Meniere's syndrome (endolymphatic hydrops)
Meniere's syndrome (endolymphatic hydrops) is rated under 38 CFR 38 CFR § 4.87, Diagnostic Code 6205, from 30% to 100% based on the frequency and functional severity of symptoms. The maximum 100% rating requires: Hearing impairment with attacks of vertigo and cerebellar gait occurring more than once weekly, with or without tinnitus. Most claims establish the 30% or 60% rating before reaching the top tier.
Rating schedule — DC 6205 at a glance
- Minimum rating
- 30%
- Maximum rating
- 100%
- Rating tiers
- 3
- CFR section
- 38 CFR § 4.87
- Body system
- Auditory System
- Secondary conditions
- 0
Lowest schedular rating available
Full schedular disability
30%, 60%, 100%
Part 4 rating schedule
None mapped
What are the VA rating criteria for Meniere's syndrome (endolymphatic hydrops)?
Hearing impairment with vertigo less than once a month, with or without tinnitus
Hearing impairment with attacks of vertigo and cerebellar gait occurring from one to four times a month, with or without tinnitus
Hearing impairment with attacks of vertigo and cerebellar gait occurring more than once weekly, with or without tinnitus
“Hearing impairment with attacks of vertigo and cerebellar gait occurring from one to four times a month, with or without tinnitus”
Common Questions About Meniere's syndrome (endolymphatic hydrops) VA Ratings
What is the VA rating range for Meniere's syndrome (endolymphatic hydrops)?
The VA rates Meniere's syndrome (endolymphatic hydrops) under Diagnostic Code 6205 at 30%, 60%, 100%. The minimum 30% rating requires: Hearing impairment with vertigo less than once a month, with or without tinnitus.

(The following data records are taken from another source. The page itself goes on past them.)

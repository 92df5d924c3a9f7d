//! Scheduled event management.

use clap::Subcommand;
use chrono::{DateTime, Local, NaiveDateTime, TimeZone, Utc};

use quietude_core::EnergyEngine;

#[derive(Subcommand)]
pub enum EventAction {
    /// Schedule an energy-depleting event
    Add {
        /// Event name
        name: String,
        /// Start time (RFC3339 or "YYYY-MM-DD HH:MM" local time)
        #[arg(long)]
        at: String,
        /// Battery percentage drained at the start time, 1-100
        #[arg(long)]
        cost: u8,
    },
    /// List scheduled events
    List,
}

fn parse_start_time(input: &str) -> Result<DateTime<Utc>, Box<dyn std::error::Error>> {
    if let Ok(dt) = DateTime::parse_from_rfc3339(input) {
        return Ok(dt.with_timezone(&Utc));
    }
    let naive = NaiveDateTime::parse_from_str(input, "%Y-%m-%d %H:%M")
        .map_err(|_| format!("invalid time: '{input}'. Use RFC3339 or \"YYYY-MM-DD HH:MM\""))?;
    match Local.from_local_datetime(&naive) {
        chrono::LocalResult::Single(dt) | chrono::LocalResult::Ambiguous(dt, _) => {
            Ok(dt.with_timezone(&Utc))
        }
        chrono::LocalResult::None => Err(format!("invalid local time: '{input}'").into()),
    }
}

pub fn run(action: EventAction) -> Result<(), Box<dyn std::error::Error>> {
    match action {
        EventAction::Add { name, at, cost } => {
            let starts_at = parse_start_time(&at)?;
            let mut engine = EnergyEngine::open()?;
            let event = engine.schedule_event(name, starts_at, cost)?;

            println!(
                "Scheduled '{}' at {} (-{}%)",
                event.name,
                event.starts_at.with_timezone(&Local).format("%Y-%m-%d %H:%M"),
                event.energy_cost
            );
            if event.starts_at <= Utc::now() {
                println!("  Already due: energy will be depleted on the next check");
            }
            Ok(())
        }
        EventAction::List => {
            let engine = EnergyEngine::open()?;
            let events = engine.events()?;
            if events.is_empty() {
                println!("No scheduled events");
                return Ok(());
            }
            for event in events {
                let marker = if event.consumed { "✓" } else { " " };
                println!(
                    "{} {}  -{:<3}% {}",
                    marker,
                    event.starts_at.with_timezone(&Local).format("%Y-%m-%d %H:%M"),
                    event.energy_cost,
                    event.name
                );
            }
            Ok(())
        }
    }
}
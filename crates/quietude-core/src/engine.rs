//! The social energy engine.
//!
//! One explicit state object wires the store, history recorder, event
//! reconciler, overnight checkpoint, and notification bus together.
//! Construct it once and pass it by reference; tests inject an
//! in-memory store through [`EnergyEngine::with_store`].
//!
//! Within a single entry point the ordering guarantee is: store
//! mutation happens-before the history append happens-before the
//! notification. The engine has no internal threads -- lifecycle and
//! timer triggers re-enter it as ordinary synchronous calls
//! ([`EnergyEngine::on_resume`] and [`EnergyEngine::tick`]).

use std::sync::mpsc::Receiver;

use chrono::{DateTime, NaiveDate, TimeDelta, Utc};
use tracing::{debug, warn};

use crate::battery::{
    late_night_window, Activity, AppliedActivity, BatteryStatus, EnergyLevel, EnergyStore,
    HistoryEntry, HistoryRecorder, LevelChange, RechargeOutcome, RecordTrigger,
    ScheduledEventReconciler, SleepQuality, SleepRecord, TickSummary,
};
use crate::error::{CoreError, Result, StorageError};
use crate::events::{EngineEvent, EventBus};
use crate::schedule::ScheduledEvent;
use crate::storage::{BatteryDb, Config};

pub struct EnergyEngine {
    db: BatteryDb,
    config: Config,
    store: EnergyStore,
    history: HistoryRecorder,
    reconciler: ScheduledEventReconciler,
    last_recharge: Option<NaiveDate>,
    bus: EventBus,
}

impl EnergyEngine {
    /// Open the engine over the default data directory.
    ///
    /// A corrupt or unopenable store is not fatal: the engine falls
    /// back to an in-memory store with defaults (level 70, empty
    /// history and events, no checkpoint) and logs a warning, matching
    /// the load contract of the persisted document.
    pub fn open() -> Result<Self, StorageError> {
        let config = Config::load_or_default();
        let db = match BatteryDb::open() {
            Ok(db) => db,
            Err(err) => {
                warn!("battery store unavailable, falling back to defaults: {err}");
                BatteryDb::open_memory()?
            }
        };
        Self::with_store(db, config)
    }

    /// Build the engine over an explicit store and config.
    pub fn with_store(db: BatteryDb, config: Config) -> Result<Self, StorageError> {
        let now = Utc::now();
        let purge_cutoff =
            now - TimeDelta::days(config.reconciler.purge_consumed_after_days as i64);
        let purged = db.purge_consumed_before(purge_cutoff)?;
        if purged > 0 {
            debug!("purged {purged} consumed events older than {purge_cutoff}");
        }

        let store = EnergyStore::load(&db, now)?;
        let history = HistoryRecorder::load(
            &db,
            config.battery.history_threshold,
            config.battery.history_max_entries,
        )?;
        let reconciler = ScheduledEventReconciler::load(&db)?;
        let last_recharge = db.load_checkpoint()?;

        Ok(Self {
            db,
            config,
            store,
            history,
            reconciler,
            last_recharge,
            bus: EventBus::new(),
        })
    }

    // ── Queries ──────────────────────────────────────────────────────

    pub fn level(&self) -> EnergyLevel {
        self.store.get()
    }

    pub fn status(&self) -> BatteryStatus {
        self.store.get().status()
    }

    pub fn config(&self) -> &Config {
        &self.config
    }

    pub fn history(&self, limit: Option<usize>) -> Result<Vec<HistoryEntry>> {
        Ok(self.db.list_history(limit)?)
    }

    pub fn sleep_log(&self) -> Result<Vec<SleepRecord>> {
        Ok(self.db.list_sleep()?)
    }

    pub fn events(&self) -> Result<Vec<ScheduledEvent>> {
        Ok(self.db.list_events()?)
    }

    pub fn last_recharge_date(&self) -> Option<NaiveDate> {
        self.last_recharge
    }

    /// Earliest pending scheduled-event due time.
    pub fn next_due(&self) -> Option<DateTime<Utc>> {
        self.reconciler.next_due()
    }

    /// Register a notification subscriber.
    pub fn subscribe(&mut self) -> Receiver<EngineEvent> {
        self.bus.subscribe()
    }

    // ── Mutations ────────────────────────────────────────────────────

    /// Manual level set (the battery slider). Recorded in history only
    /// when it crosses the drift threshold.
    pub fn set_level(&mut self, target: i64) -> Result<LevelChange> {
        let now = Utc::now();
        let change = self.store.set(&self.db, target, now)?;
        self.history
            .record(&self.db, change.applied, RecordTrigger::Drift, now)?;
        self.bus.publish(&EngineEvent::LevelSet {
            previous: change.previous,
            level: change.applied,
            clamped: change.clamped,
            at: now,
        });
        Ok(change)
    }

    /// Apply a one-off manual activity delta.
    ///
    /// Out-of-range magnitudes are rejected with a validation error;
    /// an in-range delta that hits the [0,100] boundary is clamped and
    /// the clamp reported in the returned record.
    pub fn log_activity(&mut self, activity: Activity) -> Result<AppliedActivity> {
        activity.validate()?;
        let now = Utc::now();

        let target = self.store.get().value() as i64 + activity.signed_delta();
        let change = self.store.set(&self.db, target, now)?;
        self.history
            .record(&self.db, change.applied, RecordTrigger::Activity, now)?;
        self.bus.publish(&EngineEvent::ActivityLogged {
            name: activity.name.clone(),
            kind: activity.kind,
            delta: activity.energy_delta,
            level: change.applied,
            clamped: change.clamped,
            duration_minutes: activity.duration_minutes,
            at: now,
        });

        Ok(AppliedActivity {
            activity,
            change,
            at: now,
        })
    }

    /// Record sleep quality: apply the fixed adjustment and append an
    /// immutable audit entry.
    pub fn record_sleep_quality(&mut self, quality: SleepQuality) -> Result<SleepRecord> {
        let now = Utc::now();
        let delta = quality.adjustment();

        let target = self.store.get().value() as i64 + delta as i64;
        let change = self.store.set(&self.db, target, now)?;
        self.history
            .record(&self.db, change.applied, RecordTrigger::Sleep, now)?;

        let record = SleepRecord {
            recorded_at: now,
            quality,
            applied_delta: delta,
        };
        self.db.append_sleep(&record)?;

        self.bus.publish(&EngineEvent::SleepRecorded {
            quality,
            delta,
            level: change.applied,
            at: now,
        });
        Ok(record)
    }

    /// Append a calendar event to the event log and index it for
    /// reconciliation. A timestamp already in the past is accepted;
    /// the next tick consumes it.
    pub fn schedule_event(
        &mut self,
        name: impl Into<String>,
        starts_at: DateTime<Utc>,
        energy_cost: u8,
    ) -> Result<ScheduledEvent> {
        if energy_cost == 0 || energy_cost > 100 {
            return Err(CoreError::Validation(
                crate::error::ValidationError::InvalidValue {
                    field: "energy_cost".to_string(),
                    message: format!("must be 1..=100, got {energy_cost}"),
                },
            ));
        }
        let event = ScheduledEvent::new(name, starts_at, energy_cost);
        self.db.insert_event(&event)?;
        self.reconciler.schedule(&event);
        Ok(event)
    }

    /// Lifecycle hook: evaluate the once-per-day overnight recharge.
    ///
    /// Returns `None` when today's evaluation already happened. The
    /// checkpoint advances on every evaluated branch, blocked or not,
    /// so the day is never re-evaluated.
    pub fn on_resume(&mut self, now: DateTime<Utc>) -> Result<Option<RechargeOutcome>> {
        let today = now.date_naive();
        if self.last_recharge == Some(today) {
            return Ok(None);
        }

        let (window_start, window_end) = late_night_window(today);
        let blocked = self.db.any_event_between(window_start, window_end)?;

        let change = if blocked {
            debug!("overnight recharge blocked by a late-night event");
            None
        } else {
            let amount = self.config.recharge.amount as i64;
            let current = self.store.get();
            let (applied, _) = current.offset(amount);
            if applied > current {
                let change = self
                    .store
                    .set(&self.db, current.value() as i64 + amount, now)?;
                self.history.record(
                    &self.db,
                    change.applied,
                    RecordTrigger::OvernightRecharge,
                    now,
                )?;
                self.bus.publish(&EngineEvent::OvernightRecharge {
                    amount: self.config.recharge.amount,
                    level: change.applied,
                    at: now,
                });
                Some(change)
            } else {
                None // already full; nothing to record
            }
        };

        self.db.advance_checkpoint(today)?;
        self.last_recharge = Some(today);

        Ok(Some(RechargeOutcome {
            day: today,
            blocked,
            change,
        }))
    }

    /// One reconciler tick: consume every due, unconsumed event and
    /// apply their aggregate depletion exactly once.
    ///
    /// Each consumption is persisted per event before the aggregate is
    /// applied; an interruption after marking but before the store
    /// write can cost one history entry, never a double depletion. A
    /// store failure mid-tick leaves unprocessed events indexed for the
    /// next interval.
    pub fn tick(&mut self, now: DateTime<Utc>) -> Result<Option<TickSummary>> {
        let (names, total_cost) = self.reconciler.consume_due(&self.db, now)?;
        if names.is_empty() {
            return Ok(None);
        }

        let target = self.store.get().value() as i64 - total_cost as i64;
        let change = self.store.set(&self.db, target, now)?;
        self.history
            .record(&self.db, change.applied, RecordTrigger::EventConsumption, now)?;
        self.bus.publish(&EngineEvent::EventsConsumed {
            names: names.clone(),
            total_cost,
            level: change.applied,
            at: now,
        });

        debug!(
            "reconciled {} event(s) for a total cost of {total_cost}",
            names.len()
        );
        Ok(Some(TickSummary {
            consumed: names,
            total_cost,
            change,
        }))
    }
}
//! Rate-limited time series of level snapshots.

use chrono::{DateTime, Duration, Utc};
use serde::{Deserialize, Serialize};

use super::level::EnergyLevel;
use crate::error::StorageError;
use crate::storage::BatteryDb;

/// One snapshot in the battery history series.
#[derive(Debug, Clone, Serialize, Deserialize)]
pub struct HistoryEntry {
    pub recorded_at: DateTime<Utc>,
    pub level: EnergyLevel,
    pub trigger: RecordTrigger,
}

/// What caused a history snapshot.
///
/// Everything except `Drift` is a forced context: the entry is appended
/// regardless of how small the change was.
#[derive(Debug, Clone, Copy, PartialEq, Eq, Serialize, Deserialize)]
#[serde(rename_all = "snake_case")]
pub enum RecordTrigger {
    /// Manual slider movement or other unattributed change.
    Drift,
    /// A logged recharge/depletion activity.
    Activity,
    /// Sleep-quality adjustment.
    Sleep,
    /// Passive overnight recharge.
    OvernightRecharge,
    /// Scheduled-event consumption by the reconciler.
    EventConsumption,
}

impl RecordTrigger {
    pub fn is_forced(self) -> bool {
        !matches!(self, RecordTrigger::Drift)
    }

    pub fn as_str(self) -> &'static str {
        match self {
            RecordTrigger::Drift => "drift",
            RecordTrigger::Activity => "activity",
            RecordTrigger::Sleep => "sleep",
            RecordTrigger::OvernightRecharge => "overnight_recharge",
            RecordTrigger::EventConsumption => "event_consumption",
        }
    }

    pub fn parse(s: &str) -> RecordTrigger {
        match s {
            "activity" => RecordTrigger::Activity,
            "sleep" => RecordTrigger::Sleep,
            "overnight_recharge" => RecordTrigger::OvernightRecharge,
            "event_consumption" => RecordTrigger::EventConsumption,
            _ => RecordTrigger::Drift,
        }
    }
}

/// Append-only recorder for the history series.
///
/// A snapshot is appended when the absolute change since the last entry
/// reaches the threshold (default 5), or unconditionally for forced
/// triggers. Timestamps are strictly increasing: a clock read at or
/// before the previous entry is nudged one millisecond past it. The
/// series is pruned to `max_entries`, oldest first.
#[derive(Debug)]
pub struct HistoryRecorder {
    last: Option<(DateTime<Utc>, EnergyLevel)>,
    threshold: u8,
    max_entries: usize,
}

impl HistoryRecorder {
    pub fn load(db: &BatteryDb, threshold: u8, max_entries: usize) -> Result<Self, StorageError> {
        let last = db
            .last_history()?
            .map(|entry| (entry.recorded_at, entry.level));
        Ok(Self {
            last,
            threshold,
            max_entries,
        })
    }

    /// Record `level` if it is a significant or source-attributed
    /// transition. Returns the appended entry, if any.
    pub fn record(
        &mut self,
        db: &BatteryDb,
        level: EnergyLevel,
        trigger: RecordTrigger,
        now: DateTime<Utc>,
    ) -> Result<Option<HistoryEntry>, StorageError> {
        let significant = match self.last {
            None => true,
            Some((_, last_level)) => {
                (level.value() as i16 - last_level.value() as i16).unsigned_abs()
                    >= self.threshold as u16
            }
        };
        if !significant && !trigger.is_forced() {
            return Ok(None);
        }

        let recorded_at = match self.last {
            Some((last_at, _)) if now <= last_at => last_at + Duration::milliseconds(1),
            _ => now,
        };

        let entry = HistoryEntry {
            recorded_at,
            level,
            trigger,
        };
        db.append_history(&entry)?;
        db.prune_history(self.max_entries)?;
        self.last = Some((recorded_at, level));
        Ok(Some(entry))
    }
}

#[cfg(test)]
mod tests {
    use super::*;

    fn recorder(db: &BatteryDb) -> HistoryRecorder {
        HistoryRecorder::load(db, 5, 500).unwrap()
    }

    #[test]
    fn small_drift_is_not_recorded() {
        let db = BatteryDb::open_memory().unwrap();
        let mut rec = recorder(&db);
        let now = Utc::now();

        rec.record(&db, EnergyLevel::clamped(70), RecordTrigger::Drift, now)
            .unwrap();
        let appended = rec
            .record(&db, EnergyLevel::clamped(72), RecordTrigger::Drift, now)
            .unwrap();

        assert!(appended.is_none());
        assert_eq!(db.list_history(None).unwrap().len(), 1);
    }

    #[test]
    fn threshold_change_is_recorded() {
        let db = BatteryDb::open_memory().unwrap();
        let mut rec = recorder(&db);
        let now = Utc::now();

        rec.record(&db, EnergyLevel::clamped(70), RecordTrigger::Drift, now)
            .unwrap();
        let appended = rec
            .record(&db, EnergyLevel::clamped(65), RecordTrigger::Drift, now)
            .unwrap();

        assert!(appended.is_some());
    }

    #[test]
    fn forced_trigger_records_tiny_change() {
        let db = BatteryDb::open_memory().unwrap();
        let mut rec = recorder(&db);
        let now = Utc::now();

        rec.record(&db, EnergyLevel::clamped(70), RecordTrigger::Drift, now)
            .unwrap();
        let appended = rec
            .record(&db, EnergyLevel::clamped(71), RecordTrigger::Sleep, now)
            .unwrap();

        assert!(appended.is_some());
    }

    #[test]
    fn timestamps_strictly_increase() {
        let db = BatteryDb::open_memory().unwrap();
        let mut rec = recorder(&db);
        let now = Utc::now();

        // Same clock reading for every call.
        rec.record(&db, EnergyLevel::clamped(70), RecordTrigger::Sleep, now)
            .unwrap();
        rec.record(&db, EnergyLevel::clamped(71), RecordTrigger::Sleep, now)
            .unwrap();
        rec.record(&db, EnergyLevel::clamped(72), RecordTrigger::Sleep, now)
            .unwrap();

        let history = db.list_history(None).unwrap();
        assert_eq!(history.len(), 3);
        for pair in history.windows(2) {
            assert!(pair[1].recorded_at > pair[0].recorded_at);
        }
    }

    #[test]
    fn series_is_pruned_to_cap() {
        let db = BatteryDb::open_memory().unwrap();
        let mut rec = HistoryRecorder::load(&db, 5, 3).unwrap();
        let now = Utc::now();

        for i in 0..6 {
            rec.record(
                &db,
                EnergyLevel::clamped(50 + i),
                RecordTrigger::Sleep,
                now,
            )
            .unwrap();
        }

        let history = db.list_history(None).unwrap();
        assert_eq!(history.len(), 3);
        assert_eq!(history.last().unwrap().level.value(), 55);
    }
}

The maximum 100% rating requires: Hearing impairment with attacks of vertigo and cerebellar gait occurring more than once weekly, with or without tinnitus.
Which 38 CFR diagnostic code does the VA use for Meniere's syndrome (endolymphatic hydrops)?

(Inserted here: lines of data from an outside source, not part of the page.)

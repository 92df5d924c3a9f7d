mod battery_db;
mod config;

pub use battery_db::BatteryDb;
pub use config::{BatteryConfig, Config, RechargeConfig, ReconcilerConfig};

use std::path::PathBuf;

/// Returns `~/.config/quietude[-dev]/` based on QUIETUDE_ENV.
///
/// Set QUIETUDE_ENV=dev to use a development data directory.
///
/// # Errors
/// Returns an error if the home directory cannot be determined or if
/// creating the config directory fails.
pub fn data_dir() -> Result<PathBuf, Box<dyn std::error::Error>> {
    let base_dir = dirs::home_dir()
        .unwrap_or_else(|| PathBuf::from("."))
        .join(".config");

    let env = std::env::var("QUIETUDE_ENV").unwrap_or_else(|_| "production".to_string());

    let dir = if env == "dev" {
        base_dir.join("quietude-dev")
    } else {
        base_dir.join("quietude")
    };

    std::fs::create_dir_all(&dir)?;
    Ok(dir)
}
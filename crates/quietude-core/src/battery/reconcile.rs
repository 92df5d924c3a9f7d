//! Scheduled-event reconciliation.
//!
//! Instead of rescanning the full event list on every tick, the
//! reconciler keeps a min-heap of unconsumed `(starts_at, id)` pairs,
//! seeded from the store at construction and pushed on every newly
//! scheduled event. A tick pops everything due and consumes each event
//! through an atomic compare-and-set in the store; only a winning CAS
//! contributes its cost. Consumption is persisted per event, before the
//! aggregate depletion is applied, so an interrupted tick can never
//! reconsider an already-consumed event.

use std::cmp::Reverse;
use std::collections::BinaryHeap;

use chrono::{DateTime, Utc};
use serde::{Deserialize, Serialize};

use super::level::LevelChange;
use crate::error::StorageError;
use crate::schedule::ScheduledEvent;
use crate::storage::BatteryDb;

/// Heap entry ordered by due time, then id for determinism.
#[derive(Debug, Clone, PartialEq, Eq, PartialOrd, Ord)]
struct DueEntry {
    starts_at: DateTime<Utc>,
    id: String,
}

/// Min-heap index over due, unconsumed scheduled events.
///
/// The heap is an in-memory index only; the consumed flags in the store
/// are the durable truth, so a restart rebuilds exactly the pending set.
#[derive(Debug)]
pub struct ScheduledEventReconciler {
    due: BinaryHeap<Reverse<DueEntry>>,
}

impl ScheduledEventReconciler {
    /// Seed the heap from every unconsumed event in the store.
    pub fn load(db: &BatteryDb) -> Result<Self, StorageError> {
        let mut due = BinaryHeap::new();
        for event in db.unconsumed_events()? {
            due.push(Reverse(DueEntry {
                starts_at: event.starts_at,
                id: event.id,
            }));
        }
        Ok(Self { due })
    }

    /// Index a newly scheduled event. A past timestamp is accepted and
    /// will be picked up by the next tick.
    pub fn schedule(&mut self, event: &ScheduledEvent) {
        self.due.push(Reverse(DueEntry {
            starts_at: event.starts_at,
            id: event.id.clone(),
        }));
    }

    /// Earliest pending due time, if any. Hosts can sleep until this
    /// instead of polling blindly.
    pub fn next_due(&self) -> Option<DateTime<Utc>> {
        self.due.peek().map(|Reverse(entry)| entry.starts_at)
    }

    pub fn pending(&self) -> usize {
        self.due.len()
    }

    /// Pop every entry with `starts_at <= now`, consuming each through
    /// the store's compare-and-set. Returns the names and aggregate cost
    /// of the events this call actually consumed.
    ///
    /// On a store failure the entry being processed is pushed back and
    /// the error returned, so the tick is retried on the next interval
    /// with nothing lost; everything popped earlier was already durably
    /// consumed. Events whose CAS lost (another engine instance consumed
    /// them first) are dropped silently.
    pub fn consume_due(
        &mut self,
        db: &BatteryDb,
        now: DateTime<Utc>,
    ) -> Result<(Vec<String>, u32), StorageError> {
        let mut names = Vec::new();
        let mut total_cost: u32 = 0;

        while let Some(Reverse(entry)) = self.due.peek().cloned() {
            if entry.starts_at > now {
                break;
            }
            self.due.pop();

            match db.consume_event(&entry.id) {
                Ok(Some((name, cost))) => {
                    names.push(name);
                    total_cost += cost as u32;
                }
                Ok(None) => {} // already consumed elsewhere
                Err(err) => {
                    self.due.push(Reverse(entry));
                    return Err(err);
                }
            }
        }

        Ok((names, total_cost))
    }
}

/// Summary of one reconciler tick that consumed at least one event.
#[derive(Debug, Clone, Serialize, Deserialize)]
pub struct TickSummary {
    pub consumed: Vec<String>,
    pub total_cost: u32,
    pub change: LevelChange,
}
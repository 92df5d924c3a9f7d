//! Calendar event types.

use chrono::{DateTime, Utc};
use serde::{Deserialize, Serialize};

/// A calendar-anchored, one-shot energy depletion trigger.
///
/// Created by the calendar collaborator; `consumed` is set exactly once
/// by the reconciler and a consumed event never contributes to a level
/// change again.
#[derive(Debug, Clone, Serialize, Deserialize)]
pub struct ScheduledEvent {
    pub id: String,
    pub name: String,
    pub starts_at: DateTime<Utc>,
    /// Battery percentage drained when the event starts, `1..=100`.
    pub energy_cost: u8,
    pub consumed: bool,
}

impl ScheduledEvent {
    pub fn new(name: impl Into<String>, starts_at: DateTime<Utc>, energy_cost: u8) -> Self {
        Self {
            id: uuid::Uuid::new_v4().to_string(),
            name: name.into(),
            starts_at,
            energy_cost,
            consumed: false,
        }
    }
}

#[cfg(test)]
mod tests {
    use super::*;

    #[test]
    fn new_events_start_unconsumed_with_unique_ids() {
        let at = Utc::now();
        let a = ScheduledEvent::new("Dinner", at, 20);
        let b = ScheduledEvent::new("Dinner", at, 20);
        assert!(!a.consumed);
        assert_ne!(a.id, b.id);
    }

    #[test]
    fn event_serialization() {
        let event = ScheduledEvent::new("Book club", Utc::now(), 15);
        let json = serde_json::to_string(&event).unwrap();
        let decoded: ScheduledEvent = serde_json::from_str(&json).unwrap();
        assert_eq!(decoded.name, "Book club");
        assert_eq!(decoded.energy_cost, 15);
    }
}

The VA rates Meniere's syndrome (endolymphatic hydrops) under Diagnostic Code (DC) 6205, governed by 38 CFR 38 CFR § 4.87. The diagnostic code establishes the specific rating tiers and severity criteria the VA examiner applies.
What is the difference between a 30% and a 100% rating for Meniere's syndrome (endolymphatic hydrops)?
A 30% rating requires: Hearing impairment with vertigo less than once a month, with or without tinnitus. A 100% rating requires: Hearing impairment with attacks of vertigo and cerebellar gait occurring more than once weekly, with or without tinnitus. The difference typically reflects the frequency, severity, or functional impact of the condition as documented in medical records and C&P examination findings.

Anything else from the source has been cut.